Calcium is transported through the bloodstream and is found in every cell. According to the National Academy of Medicine, about 99 percent of our body’s calcium is in our teeth and bones. The other 1 percent is in the blood, muscles, fluid outside the cells, and other body tissues. Though many cardiac patients take many drugs, none reverse the calcification of the arteries.

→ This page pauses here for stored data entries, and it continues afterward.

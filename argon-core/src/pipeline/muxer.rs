//! Output muxer with a push callback
//!
//! Wraps an `AVFormatContext` whose AVIO writes into a caller-supplied
//! callback (the HTTP push path). Fragmented MP4 flushes a fragment
//! after every written frame so downstream readers see bytes promptly.
//!
//! rust-ffmpeg has no safe surface for output contexts over custom IO,
//! so this module talks to the FFI directly; every unsafe block touches
//! only pointers this struct owns.

use std::ffi::CString;
use std::ptr;

use ffmpeg_next::packet::Mut;
use ffmpeg_next::{encoder, ffi, Rational};
use tracing::{debug, warn};

use super::avio::{alloc_write_avio, av_err_str, free_avio, WriteFn};
use crate::error::{ArgonError, Result};
use crate::types::StreamFormat;

pub(crate) struct Muxer {
    ctx: *mut ffi::AVFormatContext,
    write_cb: *mut WriteFn,
    format: StreamFormat,
    header_written: bool,
}

// SAFETY: the muxer is used by exactly one thread at a time (built on
// the caster thread, then moved into the muxing thread).
unsafe impl Send for Muxer {}

impl Muxer {
    pub fn new(format: StreamFormat, write: WriteFn) -> Result<Self> {
        debug!("using muxer: {format}");

        unsafe {
            let name = CString::new(format.muxer_name()).expect("static muxer name");
            let mut ctx: *mut ffi::AVFormatContext = ptr::null_mut();
            let ret = ffi::avformat_alloc_output_context2(
                &mut ctx,
                ptr::null(),
                name.as_ptr(),
                ptr::null(),
            );
            if ret < 0 || ctx.is_null() {
                return Err(ArgonError::av(format!(
                    "avformat_alloc_output_context2 error: {}",
                    av_err_str(ret)
                )));
            }

            let (pb, write_cb) = match alloc_write_avio(write) {
                Ok(v) => v,
                Err(e) => {
                    ffi::avformat_free_context(ctx);
                    return Err(e);
                }
            };

            (*ctx).pb = pb;
            (*ctx).flags |= ffi::AVFMT_FLAG_NOBUFFER
                | ffi::AVFMT_FLAG_FLUSH_PACKETS
                | ffi::AVFMT_FLAG_CUSTOM_IO
                | ffi::AVFMT_FLAG_AUTO_BSF;

            Ok(Self {
                ctx,
                write_cb,
                format,
                header_written: false,
            })
        }
    }

    fn new_stream(&mut self, id: i32) -> Result<*mut ffi::AVStream> {
        unsafe {
            let stream = ffi::avformat_new_stream(self.ctx, ptr::null());
            if stream.is_null() {
                return Err(ArgonError::av("avformat_new_stream error"));
            }
            (*stream).id = id;
            Ok(stream)
        }
    }

    /// Add a video stream configured from an opened encoder
    pub fn add_video_stream_from_encoder(
        &mut self,
        enc: &encoder::Video,
        framerate: i32,
    ) -> Result<usize> {
        unsafe {
            let stream = self.new_stream(0)?;
            (*stream).r_frame_rate = ffi::AVRational {
                num: framerate,
                den: 1,
            };
            (*stream).time_base = ffi::AVRational {
                num: 1,
                den: framerate,
            };
            let ret = ffi::avcodec_parameters_from_context((*stream).codecpar, enc.as_ptr());
            if ret < 0 {
                return Err(ArgonError::av(format!(
                    "avcodec_parameters_from_context for video error: {}",
                    av_err_str(ret)
                )));
            }
            Ok(((*self.ctx).nb_streams - 1) as usize)
        }
    }

    /// Add a passthrough video stream by copying demuxer parameters
    ///
    /// SAFETY: `params` must point at valid codec parameters for the
    /// duration of the call.
    pub unsafe fn add_video_stream_from_params(
        &mut self,
        params: *const ffi::AVCodecParameters,
        framerate: i32,
    ) -> Result<usize> {
        let stream = self.new_stream(0)?;
        (*stream).time_base = ffi::AVRational {
            num: 1,
            den: framerate,
        };
        let ret = ffi::avcodec_parameters_copy((*stream).codecpar, params);
        if ret < 0 {
            return Err(ArgonError::av(format!(
                "avcodec_parameters_copy for video error: {}",
                av_err_str(ret)
            )));
        }
        Ok(((*self.ctx).nb_streams - 1) as usize)
    }

    /// Add an audio stream configured from an opened encoder
    pub fn add_audio_stream_from_encoder(&mut self, enc: &encoder::Audio) -> Result<usize> {
        unsafe {
            let stream = self.new_stream(1)?;
            let ret = ffi::avcodec_parameters_from_context((*stream).codecpar, enc.as_ptr());
            if ret < 0 {
                return Err(ArgonError::av(format!(
                    "avcodec_parameters_from_context for audio error: {}",
                    av_err_str(ret)
                )));
            }
            Ok(((*self.ctx).nb_streams - 1) as usize)
        }
    }

    /// Attach a display-matrix rotation to a stream. This is the only
    /// mechanism used to convey rotation; frames are never rotated.
    pub fn set_stream_rotation(&mut self, stream_index: usize, rotation: i32) -> Result<()> {
        if rotation == 0 {
            return Ok(());
        }

        unsafe {
            let stream = *(*self.ctx).streams.add(stream_index);
            let par = (*stream).codecpar;
            let side_data = ffi::av_packet_side_data_new(
                &mut (*par).coded_side_data,
                &mut (*par).nb_coded_side_data,
                ffi::AVPacketSideDataType::AV_PKT_DATA_DISPLAYMATRIX,
                9 * std::mem::size_of::<i32>(),
                0,
            );
            if side_data.is_null() {
                return Err(ArgonError::av("av_packet_side_data_new error"));
            }

            let matrix = (*side_data).data as *mut i32;
            write_rotation_matrix(std::slice::from_raw_parts_mut(matrix, 9), rotation);
        }

        Ok(())
    }

    /// Per-format stream metadata (author/title or service fields)
    pub fn set_metadata(&mut self, author: &str, title: &str) {
        let (author_key, title_key) = match self.format {
            StreamFormat::MpegTs => ("service_provider", "service_name"),
            StreamFormat::Mp4 | StreamFormat::Mp3 => ("author", "title"),
        };

        unsafe {
            dict_set(&mut (*self.ctx).metadata, author_key, author);
            dict_set(&mut (*self.ctx).metadata, title_key, title);
        }
    }

    /// Write the container header with the per-format muxer options
    pub fn write_header(&mut self) -> Result<()> {
        unsafe {
            let mut opts: *mut ffi::AVDictionary = ptr::null_mut();
            match self.format {
                StreamFormat::Mp4 => {
                    dict_set(&mut opts, "movflags", "frag_custom+empty_moov+delay_moov");
                }
                StreamFormat::MpegTs => {
                    dict_set(&mut opts, "mpegts_m2ts_mode", "-1");
                }
                StreamFormat::Mp3 => {}
            }

            let ret = ffi::avformat_write_header(self.ctx, &mut opts);
            log_rejected_opts(opts);
            ffi::av_dict_free(&mut opts);

            if ret < 0 {
                return Err(ArgonError::av(format!(
                    "avformat_write_header error: {}",
                    av_err_str(ret)
                )));
            }
        }

        self.header_written = true;
        Ok(())
    }

    /// Current time base of a stream (the muxer may adjust it while
    /// writing the header)
    pub fn stream_time_base(&self, stream_index: usize) -> Rational {
        unsafe {
            let stream = *(*self.ctx).streams.add(stream_index);
            Rational((*stream).time_base.num, (*stream).time_base.den)
        }
    }

    /// Submit one packet; the packet is consumed (unreferenced)
    pub fn write_packet(&mut self, pkt: &mut ffmpeg_next::Packet) -> Result<()> {
        unsafe {
            let ret = ffi::av_write_frame(self.ctx, pkt.as_mut_ptr());
            ffi::av_packet_unref(pkt.as_mut_ptr());
            if ret < 0 {
                return Err(ArgonError::av(format!(
                    "av_write_frame error: {}",
                    av_err_str(ret)
                )));
            }
        }
        Ok(())
    }

    /// Force the muxer to emit the buffered fragment
    pub fn flush_fragment(&mut self) {
        unsafe {
            ffi::av_write_frame(self.ctx, ptr::null_mut());
        }
    }
}

impl Drop for Muxer {
    fn drop(&mut self) {
        unsafe {
            let pb = (*self.ctx).pb;
            (*self.ctx).pb = ptr::null_mut();
            ffi::avformat_free_context(self.ctx);
            free_avio(pb, self.write_cb);
        }
    }
}

/// Fixed-point display matrix for a counter-clockwise rotation
fn write_rotation_matrix(matrix: &mut [i32], rotation: i32) {
    let radians = -f64::from(rotation) * std::f64::consts::PI / 180.0;
    let c = (radians.cos() * f64::from(1 << 16)) as i32;
    let s = (radians.sin() * f64::from(1 << 16)) as i32;

    matrix.fill(0);
    matrix[0] = c;
    matrix[1] = -s;
    matrix[3] = s;
    matrix[4] = c;
    matrix[8] = 1 << 30;
}

unsafe fn dict_set(dict: *mut *mut ffi::AVDictionary, key: &str, value: &str) {
    let Ok(key) = CString::new(key) else { return };
    let Ok(value) = CString::new(value) else {
        return;
    };
    ffi::av_dict_set(dict, key.as_ptr(), value.as_ptr(), 0);
}

unsafe fn log_rejected_opts(opts: *mut ffi::AVDictionary) {
    let mut entry: *mut ffi::AVDictionaryEntry = ptr::null_mut();
    let empty = CString::new("").expect("empty cstring");
    loop {
        entry = ffi::av_dict_get(opts, empty.as_ptr(), entry, ffi::AV_DICT_IGNORE_SUFFIX);
        if entry.is_null() {
            break;
        }
        let key = std::ffi::CStr::from_ptr((*entry).key).to_string_lossy();
        let value = std::ffi::CStr::from_ptr((*entry).value).to_string_lossy();
        warn!("rejected av option: {key}={value}");
    }
}

#[cfg(test)]
mod tests {
    use super::*;

    #[test]
    fn test_rotation_matrix_90() {
        let mut m = [0i32; 9];
        write_rotation_matrix(&mut m, 90);
        assert_eq!(m[0], 0);
        assert_eq!(m[1], 1 << 16);
        assert_eq!(m[3], -(1 << 16));
        assert_eq!(m[4], 0);
        assert_eq!(m[8], 1 << 30);
    }

    #[test]
    fn test_rotation_matrix_180() {
        let mut m = [0i32; 9];
        write_rotation_matrix(&mut m, 180);
        assert_eq!(m[0], -(1 << 16));
        assert_eq!(m[4], -(1 << 16));
        assert_eq!(m[1], 0);
        assert_eq!(m[3], 0);
    }
}
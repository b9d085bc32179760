//! Core types for Argon
//!
//! Closed enumerations for stream formats, orientations, encoders and
//! transforms, plus the property records produced by source probing.

use std::collections::BTreeSet;

use ffmpeg_next::codec;
use ffmpeg_next::format::Pixel;
use serde::{Deserialize, Serialize};

/// Container format of an outgoing stream
#[derive(Debug, Clone, Copy, PartialEq, Eq, Hash, Default)]
pub enum StreamFormat {
    /// Fragmented MP4
    #[default]
    Mp4,
    /// MPEG transport stream
    MpegTs,
    /// MP3, audio only
    Mp3,
}

impl StreamFormat {
    /// Wire spelling used in the config file and URL parameters
    pub fn as_str(&self) -> &'static str {
        match self {
            Self::Mp4 => "mp4",
            Self::MpegTs => "mpegts",
            Self::Mp3 => "mp3",
        }
    }

    pub fn from_str_opt(s: &str) -> Option<Self> {
        match s {
            "mp4" => Some(Self::Mp4),
            "mpegts" => Some(Self::MpegTs),
            "mp3" => Some(Self::Mp3),
            _ => None,
        }
    }

    /// FFmpeg muxer name
    pub fn muxer_name(&self) -> &'static str {
        self.as_str()
    }

    /// HTTP Content-Type of the stream body
    pub fn content_type(&self) -> &'static str {
        match self {
            Self::Mp4 => "video/mp4",
            Self::MpegTs => "video/MP2T",
            Self::Mp3 => "audio/mpeg",
        }
    }

    /// True when the format cannot carry a video stream
    pub fn audio_only(&self) -> bool {
        matches!(self, Self::Mp3)
    }
}

impl std::fmt::Display for StreamFormat {
    fn fmt(&self, f: &mut std::fmt::Formatter<'_>) -> std::fmt::Result {
        f.write_str(self.as_str())
    }
}

/// Requested display orientation of the video stream
#[derive(Debug, Clone, Copy, PartialEq, Eq, Hash, Default)]
pub enum VideoOrientation {
    #[default]
    Auto,
    Landscape,
    InvertedLandscape,
    Portrait,
    InvertedPortrait,
}

impl VideoOrientation {
    pub fn as_str(&self) -> &'static str {
        match self {
            Self::Auto => "auto",
            Self::Landscape => "landscape",
            Self::InvertedLandscape => "inverted-landscape",
            Self::Portrait => "portrait",
            Self::InvertedPortrait => "inverted-portrait",
        }
    }

    pub fn from_str_opt(s: &str) -> Option<Self> {
        match s {
            "auto" => Some(Self::Auto),
            "landscape" => Some(Self::Landscape),
            "inverted-landscape" => Some(Self::InvertedLandscape),
            "portrait" => Some(Self::Portrait),
            "inverted-portrait" => Some(Self::InvertedPortrait),
            _ => None,
        }
    }

    /// Rotation conveyed by this orientation, degrees counter-clockwise
    pub fn rotation(&self) -> i32 {
        match self {
            Self::Auto | Self::Landscape => 0,
            Self::Portrait => 90,
            Self::InvertedLandscape => 180,
            Self::InvertedPortrait => 270,
        }
    }
}

impl std::fmt::Display for VideoOrientation {
    fn fmt(&self, f: &mut std::fmt::Formatter<'_>) -> std::fmt::Result {
        f.write_str(self.as_str())
    }
}

/// H.264 video encoder selection
#[derive(Debug, Clone, Copy, PartialEq, Eq, Hash, Default)]
pub enum VideoEncoderKind {
    #[default]
    Auto,
    X264,
    Nvenc,
    V4l2,
}

impl VideoEncoderKind {
    pub fn as_str(&self) -> &'static str {
        match self {
            Self::Auto => "auto",
            Self::X264 => "x264",
            Self::Nvenc => "nvenc",
            Self::V4l2 => "v4l2",
        }
    }

    pub fn from_str_opt(s: &str) -> Option<Self> {
        match s {
            "auto" => Some(Self::Auto),
            "x264" => Some(Self::X264),
            "nvenc" => Some(Self::Nvenc),
            "v4l2" => Some(Self::V4l2),
            _ => None,
        }
    }

    /// FFmpeg encoder name; `Auto` has none and must be resolved first
    pub fn av_name(&self) -> Option<&'static str> {
        match self {
            Self::Auto => None,
            Self::X264 => Some("libx264"),
            Self::Nvenc => Some("h264_nvenc"),
            Self::V4l2 => Some("h264_v4l2m2m"),
        }
    }
}

impl std::fmt::Display for VideoEncoderKind {
    fn fmt(&self, f: &mut std::fmt::Formatter<'_>) -> std::fmt::Result {
        f.write_str(self.as_str())
    }
}

/// Kind of video capture source
#[derive(Debug, Clone, Copy, PartialEq, Eq, Hash)]
pub enum VideoSourceKind {
    /// V4L2 camera delivering raw frames
    CamRaw,
    /// Camera delivering H.264 directly; captured through GStreamer
    CamH264,
    /// X11 screen grab through the x11grab demuxer
    ScreenX11,
    /// Compositor-native screen recorder pushing raw frames
    ScreenNative,
    /// Synthetic moving test pattern
    Test,
}

impl std::fmt::Display for VideoSourceKind {
    fn fmt(&self, f: &mut std::fmt::Formatter<'_>) -> std::fmt::Result {
        let s = match self {
            Self::CamRaw => "cam-raw",
            Self::CamH264 => "cam-h264",
            Self::ScreenX11 => "screen-x11",
            Self::ScreenNative => "screen-native",
            Self::Test => "test",
        };
        f.write_str(s)
    }
}

/// Kind of audio capture source
#[derive(Debug, Clone, Copy, PartialEq, Eq, Hash)]
pub enum AudioSourceKind {
    /// Recording device (microphone)
    Mic,
    /// Monitor of an output sink
    Monitor,
    /// Follow the currently best-playing application
    Playback,
}

impl std::fmt::Display for AudioSourceKind {
    fn fmt(&self, f: &mut std::fmt::Formatter<'_>) -> std::fmt::Result {
        let s = match self {
            Self::Mic => "mic",
            Self::Monitor => "monitor",
            Self::Playback => "playback",
        };
        f.write_str(s)
    }
}

/// Which way a camera sensor faces
#[derive(Debug, Clone, Copy, PartialEq, Eq, Hash, Default)]
pub enum SensorDirection {
    Front,
    Back,
    #[default]
    Unknown,
}

impl std::fmt::Display for SensorDirection {
    fn fmt(&self, f: &mut std::fmt::Formatter<'_>) -> std::fmt::Result {
        let s = match self {
            Self::Front => "front",
            Self::Back => "back",
            Self::Unknown => "unknown",
        };
        f.write_str(s)
    }
}

/// Byte order of raw PCM samples
#[derive(Debug, Clone, Copy, PartialEq, Eq, Hash)]
pub enum Endianness {
    Le,
    Be,
}

/// Pre-encode transform applied by the filter graph
#[derive(Debug, Clone, Copy, PartialEq, Eq, Hash, Default)]
pub enum VideoTrans {
    #[default]
    Off,
    Scale,
    Vflip,
    Frame169,
    Frame169Rot90,
    Frame169Rot180,
    Frame169Rot270,
    Frame169Vflip,
    Frame169VflipRot90,
    Frame169VflipRot180,
    Frame169VflipRot270,
}

impl VideoTrans {
    /// True for every 16:9-letterbox variant
    pub fn is_frame169(&self) -> bool {
        !matches!(self, Self::Off | Self::Scale | Self::Vflip)
    }
}

/// Downscale factor applied before encoding
#[derive(Debug, Clone, Copy, PartialEq, Eq, Hash, Default)]
pub enum VideoScale {
    #[default]
    Off,
    Down25,
    Down50,
    Down75,
}

impl VideoScale {
    pub fn factor(&self) -> f64 {
        match self {
            Self::Off => 1.0,
            Self::Down25 => 0.75,
            Self::Down50 => 0.5,
            Self::Down75 => 0.25,
        }
    }
}

/// Frame dimensions in pixels
#[derive(Debug, Clone, Copy, PartialEq, Eq, Hash, Default, PartialOrd, Ord)]
pub struct Dim {
    pub width: u32,
    pub height: u32,
}

impl Dim {
    pub fn new(width: u32, height: u32) -> Self {
        Self { width, height }
    }

    /// Natural orientation of a surface with these dimensions
    pub fn orientation(&self) -> VideoOrientation {
        if self.width < self.height {
            VideoOrientation::Portrait
        } else {
            VideoOrientation::Landscape
        }
    }

    /// True when the surface is taller than wide
    pub fn thin(&self) -> bool {
        self.width < self.height
    }
}

impl std::fmt::Display for Dim {
    fn fmt(&self, f: &mut std::fmt::Formatter<'_>) -> std::fmt::Result {
        write!(f, "{}x{}", self.width, self.height)
    }
}

/// One advertised frame size with its discrete framerates
#[derive(Debug, Clone, Default)]
pub struct FrameSpec {
    pub dim: Dim,
    pub framerates: BTreeSet<u32>,
}

/// Codec and pixel format pair, without frame specs
#[derive(Debug, Clone, Copy, PartialEq, Eq)]
pub struct VideoFormat {
    pub codec: codec::Id,
    pub pixfmt: Pixel,
}

/// Codec and pixel format with the frame sizes a source supports
#[derive(Debug, Clone)]
pub struct VideoFormatExt {
    pub codec: codec::Id,
    pub pixfmt: Pixel,
    pub frame_specs: Vec<FrameSpec>,
}

/// Public listing entry for a video source
#[derive(Debug, Clone, Serialize, Deserialize)]
pub struct VideoSourceInfo {
    pub name: String,
    pub friendly_name: String,
}

/// Public listing entry for an audio source
#[derive(Debug, Clone, Serialize, Deserialize)]
pub struct AudioSourceInfo {
    pub name: String,
    pub friendly_name: String,
}

/// Everything the caster needs to know about a video source
#[derive(Debug, Clone)]
pub struct VideoSourceProps {
    pub kind: VideoSourceKind,
    pub name: String,
    pub friendly_name: String,
    /// Device path or demuxer target, e.g. `/dev/video0` or `:0.0`
    pub dev: String,
    pub orientation: VideoOrientation,
    pub sensor_direction: SensorDirection,
    pub trans: VideoTrans,
    pub scale: VideoScale,
    /// Non-empty by construction; the chosen format must come from here
    pub formats: Vec<VideoFormatExt>,
}

impl Default for VideoSourceProps {
    fn default() -> Self {
        Self {
            kind: VideoSourceKind::Test,
            name: String::new(),
            friendly_name: String::new(),
            dev: String::new(),
            orientation: VideoOrientation::Landscape,
            sensor_direction: SensorDirection::Unknown,
            trans: VideoTrans::Off,
            scale: VideoScale::Off,
            formats: Vec::new(),
        }
    }
}

/// Everything the caster needs to know about an audio source
#[derive(Debug, Clone)]
pub struct AudioSourceProps {
    pub kind: AudioSourceKind,
    pub name: String,
    pub friendly_name: String,
    /// PulseAudio device name; empty for the default device
    pub dev: String,
    /// PCM codec matching the device sample format
    pub codec: codec::Id,
    pub channels: u8,
    pub rate: u32,
    /// Bytes per sample
    pub bps: u32,
    pub endian: Endianness,
    /// Move the followed sink-input away from its sink while capturing
    pub mute_source: bool,
}

/// A V4L2 memory-to-memory H.264 encoder device
#[derive(Debug, Clone)]
pub struct V4l2EncoderProps {
    pub dev: String,
    /// Input (OUTPUT queue) formats the encoder accepts
    pub formats: Vec<VideoFormat>,
}

/// Lifecycle state of a caster session
///
/// Transitions are strictly forward, except that any state may jump to
/// `Terminating`.
#[derive(Debug, Clone, Copy, PartialEq, Eq, Hash)]
pub enum CasterState {
    Initing,
    Inited,
    Starting,
    Started,
    Terminating,
}

impl std::fmt::Display for CasterState {
    fn fmt(&self, f: &mut std::fmt::Formatter<'_>) -> std::fmt::Result {
        let s = match self {
            Self::Initing => "initing",
            Self::Inited => "inited",
            Self::Starting => "starting",
            Self::Started => "started",
            Self::Terminating => "terminating",
        };
        f.write_str(s)
    }
}

/// Short additive hash used to keep source names stable across hotplug
/// reordering: 3 decimal digits derived from the device card string.
pub(crate) fn short_hash(s: &str) -> u32 {
    s.bytes().map(u32::from).sum::<u32>() % 999
}

#[cfg(test)]
mod tests {
    use super::*;

    #[test]
    fn test_stream_format_spellings() {
        for f in [StreamFormat::Mp4, StreamFormat::MpegTs, StreamFormat::Mp3] {
            assert_eq!(StreamFormat::from_str_opt(f.as_str()), Some(f));
        }
        assert_eq!(StreamFormat::from_str_opt("mkv"), None);
    }

    #[test]
    fn test_orientation_rotation() {
        assert_eq!(VideoOrientation::Auto.rotation(), 0);
        assert_eq!(VideoOrientation::Portrait.rotation(), 90);
        assert_eq!(VideoOrientation::InvertedLandscape.rotation(), 180);
        assert_eq!(VideoOrientation::InvertedPortrait.rotation(), 270);
    }

    #[test]
    fn test_dim_orientation() {
        assert!(Dim::new(480, 640).thin());
        assert_eq!(Dim::new(480, 640).orientation(), VideoOrientation::Portrait);
        assert_eq!(
            Dim::new(640, 480).orientation(),
            VideoOrientation::Landscape
        );
    }

    #[test]
    fn test_short_hash_stable() {
        let h = short_hash("Integrated Camera: Integrated C");
        assert_eq!(h, short_hash("Integrated Camera: Integrated C"));
        assert!(h < 999);
    }
}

Unabsorbed calcium can lodge anywhere in our body. A central question for medical science is why do we find ourselves with calcium in all the wrong places, even when our calcium levels are normal? Why does calcium, an essential mineral, cause us so many problems? Most doctors downplay the toxicity of calcium, and one of the main reasons for this is that they downplay the necessity for magnesium supplementation.
Magnesium deficiencies, which are endemic in modern populations, make calcium more toxic. Magnesium controls calcium, making calcium more absorbable and less likely to lodge anywhere in the body. Magnesium increases the solubility of calcium. Magnesium controls the fate of calcium. Calcium will be deposited in the soft tissues (kidneys, arteries, joints, brain, etc.) if magnesium is insufficient.
Calcium is essential to health, yet it holds hidden danger. Calcium is the most promoted nutrient by conventional, nutritional, and alternative medicine proponents. This is a tragic mistake. They should have been promoting magnesium. In the face of growing magnesium deficiencies, calcium becomes increasingly more toxic to human physiology.
A healthy cell has the right calcium-magnesium balance – high magnesium and low calcium levels. Calcium causes serious harm if not balanced with magnesium, which regulates the action of calcium. For instance, excess calcium buildup around your bones and joints mimics arthritis. Calcification or calcium poisoning can manifest as heart disease, cancer, wrinkled skin, kidney stones, osteoporosis, dental problems, bone spurs, cataracts, and many other health problems.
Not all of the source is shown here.